Soulgraph is a platform for building AI agents that feel more real and relatable. It lets users create agents with personality, memory, and emotional responses, turning them from basic tools into something more like true companions.
Soulgraph's core idea - programmable AI agents with on-chain utility - was ambitious but inaccessible. The product lacked structure, clarity, and a cohesive experience. Onboarding was overwhelming. Agent creation felt like coding in the dark. The product’s unique strengths weren’t surfacing for new users, and the community often asked the same question: “What does this actually do?”
Meanwhile, the project was gaining quiet momentum in niche circles, and the potential was clear. What it needed was a product layer that matched that potential.
As the lead (and only) product designer on the team, I owned the redesign from concept to implementation. That included:
1. Redesigned Onboarding
I introduced a structured, progressive onboarding flow that walked users through what Soulgraph is, why it matters, and how to get started with an agent in under 2 minutes. Instead of a wall of terms, we focused on outcomes: what can your agent do, and how can you make it do more?
2. Agent Creation Reimagined
The old interface was form-heavy, cryptic, and buried logic in deeply nested settings. I redesigned the agent editor to surface intent clearly, showing users what each part of their agent was doing and why. The goal wasn’t just usability, it was to invite experimentation.

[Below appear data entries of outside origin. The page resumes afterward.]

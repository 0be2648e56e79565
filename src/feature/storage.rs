//! Saved profile browser: select, send over the CC1101, delete.

use super::{line, Feature, FeatureContext, Step};
use crate::board::Platform;
use crate::config::MAX_PROFILES;
use crate::error::{Error, Peripheral};
use crate::profiles::ProfileStore;
use crate::radio::SubGhzRadio;
use crate::ui::input_logic::{feature_region_at, FeatureRegion};
use crate::ui::layout::MAX_LINES;
use crate::ui::palette::{GREEN, LIGHT_GRAY, ORANGE, RED, WHITE};
use crate::ui::Renderer;
use embedded_graphics::pixelcolor::Rgb565;

const LINE_STATUS: u8 = MAX_LINES - 1;

pub struct SavedProfiles {
    selected: Option<usize>,
    transmitted: bool,
}

impl SavedProfiles {
    pub fn setup<P: Platform, R: Renderer>(ctx: &mut FeatureContext<'_, P, R>) -> Self {
        let profiles = Self {
            selected: None,
            transmitted: false,
        };
        ctx.ui.feature_frame(Feature::SavedProfiles.title());
        profiles.draw_list(ctx);
        ctx.ui.feature_actions(Some("Send"), Some("Delete"));
        profiles
    }

    pub fn selected(&self) -> Option<usize> {
        self.selected
    }

    fn draw_list<P: Platform, R: Renderer>(&self, ctx: &mut FeatureContext<'_, P, R>) {
        let store = &ctx.board.store;
        for row in 0..MAX_PROFILES {
            match store.get(row) {
                Some(profile) => {
                    let khz = profile.frequency_khz;
                    let text = line(format_args!(
                        "#{} {}.{:02} MHz {}p",
                        row + 1,
                        khz / 1000,
                        khz % 1000 / 10,
                        profile.pulses.len()
                    ));
                    let color = if self.selected == Some(row) { ORANGE } else { WHITE };
                    ctx.ui.feature_line(row as u8, &text, color);
                }
                None if row == 0 => ctx.ui.feature_line(0, "No profiles saved", LIGHT_GRAY),
                None => ctx.ui.feature_line(row as u8, "", WHITE),
            }
        }
    }

    fn status<P: Platform, R: Renderer>(
        ctx: &mut FeatureContext<'_, P, R>,
        text: &str,
        color: Rgb565,
    ) {
        ctx.ui.feature_line(LINE_STATUS, text, color);
    }

    pub fn step<P: Platform, R: Renderer>(
        &mut self,
        ctx: &mut FeatureContext<'_, P, R>,
    ) -> Result<Step, Error> {
        let Some(point) = ctx.touch else {
            return Ok(Step::Continue);
        };

        match feature_region_at(point) {
            FeatureRegion::Line(row) if (row as usize) < ctx.board.store.len() => {
                self.selected = Some(row as usize);
                self.draw_list(ctx);
                Self::status(ctx, "", WHITE);
            }
            FeatureRegion::ActionLeft => self.send(ctx)?,
            FeatureRegion::ActionRight => self.delete(ctx),
            _ => {}
        }
        Ok(Step::Continue)
    }

    fn send<P: Platform, R: Renderer>(&mut self, ctx: &mut FeatureContext<'_, P, R>) -> Result<(), Error> {
        let Some(index) = self.selected else {
            Self::status(ctx, "Select a profile", LIGHT_GRAY);
            return Ok(());
        };
        if !ctx.board.subghz.probe() {
            let message = Error::PeripheralUnavailable(Peripheral::SubGhz).message();
            Self::status(ctx, message, RED);
            return Ok(());
        }

        let board = &mut *ctx.board;
        if let Some(profile) = board.store.get(index) {
            board.subghz.idle()?;
            board.subghz.set_frequency_khz(profile.frequency_khz)?;
            board.subghz.transmit(&profile.pulses)?;
            self.transmitted = true;
            info!("Profiles: sent #{}", index + 1);
            Self::status(ctx, &line(format_args!("Sent #{}", index + 1)), GREEN);
        }
        Ok(())
    }

    fn delete<P: Platform, R: Renderer>(&mut self, ctx: &mut FeatureContext<'_, P, R>) {
        let Some(index) = self.selected else {
            Self::status(ctx, "Select a profile", LIGHT_GRAY);
            return;
        };
        match ctx.board.store.delete(index) {
            Ok(()) => {
                self.selected = None;
                self.draw_list(ctx);
                Self::status(ctx, &line(format_args!("Deleted #{}", index + 1)), GREEN);
            }
            Err(e) => Self::status(ctx, Error::from(e).message(), RED),
        }
    }

    pub fn teardown<P: Platform, R>(&mut self, ctx: &mut FeatureContext<'_, P, R>) {
        if self.transmitted {
            super::subghz::idle(ctx);
        }
    }
}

3. Share & Remix Framework
I proposed and designed a way for users to fork, remix, and discover agents in a social layer. Even if you're not ready to build, you can start by adapting something that already works. This helped lower the barrier to contribution while encouraging a community of builders.
4. System-Level Visual Design
I introduced a unified design language across typography, colors, and spacing. Beyond aesthetics, it gave the product weight, it felt like a real tool, not a weekend demo. Every surface became an opportunity to reinforce Soulgraph’s identity.
User engagement jumped 10x in the first week after launch, and growth hasn’t slowed down. What started as a developer-focused MVP is now reaching a much broader audience and has started to attract interest from investors.
The redesign made the product feel more approachable while still keeping the depth and flexibility developers needed. The improved UX lowered the barrier for new users, and the updated visual identity gave Soulgraph a more polished, credible presence in a crowded and fast-moving space.
And notably: none of this was supported by formal marketing. The design spoke for itself.
At the time I was designing Soulgraph, I leaned heavily into the idea that conversational AI tools shouldn’t feel sterile or mechanical. Instead of basic chat bubbles, I designed a media-rich environment inspired more by FaceTime and Zoom.
The goal was to create a space that felt alive, expressive, and collaborative. Not just chat. Not just input/output. Something closer to co-presence with an agent. I designed around the belief that AI isn’t just functional. It’s performative, creative, and contextual.
Months later, when Grok released their updated AI experience, I saw many of those same principles reflected in their direction:
It was validating. It reminded me that the direction I took with Soulgraph wasn’t just creative, it was right. And it reinforced something I’ve learned repeatedly:
Design clarity isn’t always rewarded immediately. But it always holds up over time.